2. Authorize Pharmacy Students to Administer Vaccines: As hope grows that a vaccine for COVID-19 is just weeks away, it is vital that the state set up a system that can deploy the vaccine as rapidly as possible. Rapid deployment of COVID-19 vaccines is key to getting life and the economy back to normal as quickly as possible, yet some state regulations stand as a potential roadblock to those efforts. Currently in Wisconsin, pharmacy students early in their training are not able to provide vaccine shots to Wisconsinites. This bill would allow first and second year pharmacy students to provide such shots.

3. Withhold Aid from Districts that Don’t Reopen Schools: Recent research by WILL and others has shown that school reopening decisions weren’t driven as much by local COVID-19 rates as they were by unions and local politics.

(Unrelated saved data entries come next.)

//! # Jot Core Library
//!
//! Indexing and full-text search over a folder of personal notes. The CLI
//! in `jot-cli` is a thin layer over this crate.
//!
//! ## Architecture
//!
//! - **Analyzer** (`analyzer`): Text to normalized tokens, shared by indexing and querying
//! - **Types** (`types`): Document records, postings, hits and timestamps
//! - **Index** (`index`): Segment builder and the read-only snapshot
//! - **Persistence** (`persistence`): On-disk segments, commit points and rebuilds
//! - **Source** (`source`): Where documents come from
//! - **Indexer** (`indexer`): Source to analyzer to store
//! - **Query** (`query`): Query string to boolean AST
//! - **Search** (`search`): Execution, ranking and hit assembly
//! - **Highlight** (`highlight`): Excerpts with marked matches
//! - **Config** (`config`): Configuration management
//!
//! ## Example
//!
//! ```rust,ignore
//! use jot_core::{index, search};
//!
//! let count = index("./notes", "./index")?;
//! for hit in search("\"quarterly report\" AND friday", "./index", 20)? {
//!     println!("{} {}", hit.file_name, hit.excerpt);
//! }
//! ```

pub mod analyzer;
pub mod config;
pub mod error;
pub mod highlight;
pub mod index;
pub mod indexer;
pub mod persistence;
pub mod query;
pub mod search;
pub mod source;
pub mod types;

// Re-export commonly used types
pub use config::Config;
pub use error::{JotError, Result};
pub use highlight::Highlighter;
pub use index::IndexReader;
pub use indexer::{index, IndexProgress, Indexer, LoggingProgress};
pub use persistence::IndexStore;
pub use query::Query;
pub use search::{execute, search, Searcher};
pub use source::{DocumentSource, FolderSource, SourceDocument};
pub use types::{DocId, DocumentRecord, IndexStats, SearchHit, Timestamp};
//! Status command - show index status and statistics.

use crate::app::App;

/// Run the status command.
pub fn run(app: &App) -> anyhow::Result<()> {
    let store = app.config.index_store()?;

    println!("Jot Index Status");
    println!("================");
    println!();

    if !store.exists() {
        println!("No index found. Run 'jot index' to build the index.");
    } else {
        let stats = store.stats()?;
        println!("Summary:");
        println!("  Notes:           {}", stats.documents);
        println!("  Distinct terms:  {}", stats.terms);
        println!("  Segments:        {}", stats.segments);
        println!("  Generation:      {}", stats.generation);
        println!("  Index version:   {}", stats.version);

        if let Some(committed) = stats.committed_at {
            let local = committed.with_timezone(&chrono::Local);
            println!("  Last indexed:    {}", local.format("%Y-%m-%d %H:%M:%S"));
        }
    }

    println!();
    println!("Notes folder:    {}", app.config.notes_dir()?.display());
    println!("Note pattern:    {}", app.config.general.document_pattern);
    println!("Index directory: {}", store.dir().display());

    Ok(())
}
//! Text analysis shared by indexing and querying.
//!
//! The analyzer splits text on every non-alphanumeric character and lowercases
//! each resulting word. There is no stemming and no stop-word list, so a query
//! term matches a document term exactly when their lowercase forms are equal.

use serde::{Deserialize, Serialize};

/// A normalized word together with where it came from.
#[derive(Debug, Clone, PartialEq, Eq, Serialize, Deserialize)]
pub struct Token {
    /// Lowercased token text
    pub text: String,

    /// Byte offset of the first character in the source text
    pub start: usize,

    /// Byte offset one past the last character in the source text
    pub end: usize,

    /// Ordinal of this token within the source text
    pub position: u32,
}

/// Split `text` into lowercase alphanumeric tokens.
///
/// Offsets always fall on character boundaries of `text`, and no token is
/// empty.
pub fn tokenize(text: &str) -> Vec<Token> {
    let mut tokens = Vec::new();
    let mut word_start: Option<usize> = None;

    for (offset, ch) in text.char_indices() {
        if ch.is_alphanumeric() {
            if word_start.is_none() {
                word_start = Some(offset);
            }
        } else if let Some(start) = word_start.take() {
            push_token(&mut tokens, text, start, offset);
        }
    }

    if let Some(start) = word_start {
        push_token(&mut tokens, text, start, text.len());
    }

    tokens
}

/// Analyze text down to its term strings only.
pub fn terms(text: &str) -> Vec<String> {
    tokenize(text).into_iter().map(|t| t.text).collect()
}

fn push_token(tokens: &mut Vec<Token>, text: &str, start: usize, end: usize) {
    let position = tokens.len() as u32;
    tokens.push(Token {
        text: text[start..end].to_lowercase(),
        start,
        end,
        position,
    });
}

The scientific evidence has become increasingly clear that it is safe to reopen schools, yet many districts still don’t offer in-person instruction. Many families have struggled to bear the cost of at-home instruction, having to forgo employment or shell out money for technology. Districts ought to be forced to weigh these concerns against the political pressure they feel from unions. This bill ensures that happens by withholding 35% of a district’s equalization aid if they refuse to offer in-person instruction by January 31st.

4. Provide Parents with Relief for Schools that Don’t Reopen: The bill also provides a portion of that funding to parents in districts that don’t reopen, as well as districts where more than 50% of the semester was virtual. WILL has long been an advocate for decoupling school funding from school buildings. In the current environment with many districts outright refusing to meet the needs of their students, it becomes even more sensible. The amount of funding is relatively small at $371. It is apparently half of the per pupil aid allocation for the 2020–21 school year. That said, any amount of funding can help families struggling to make ends meet.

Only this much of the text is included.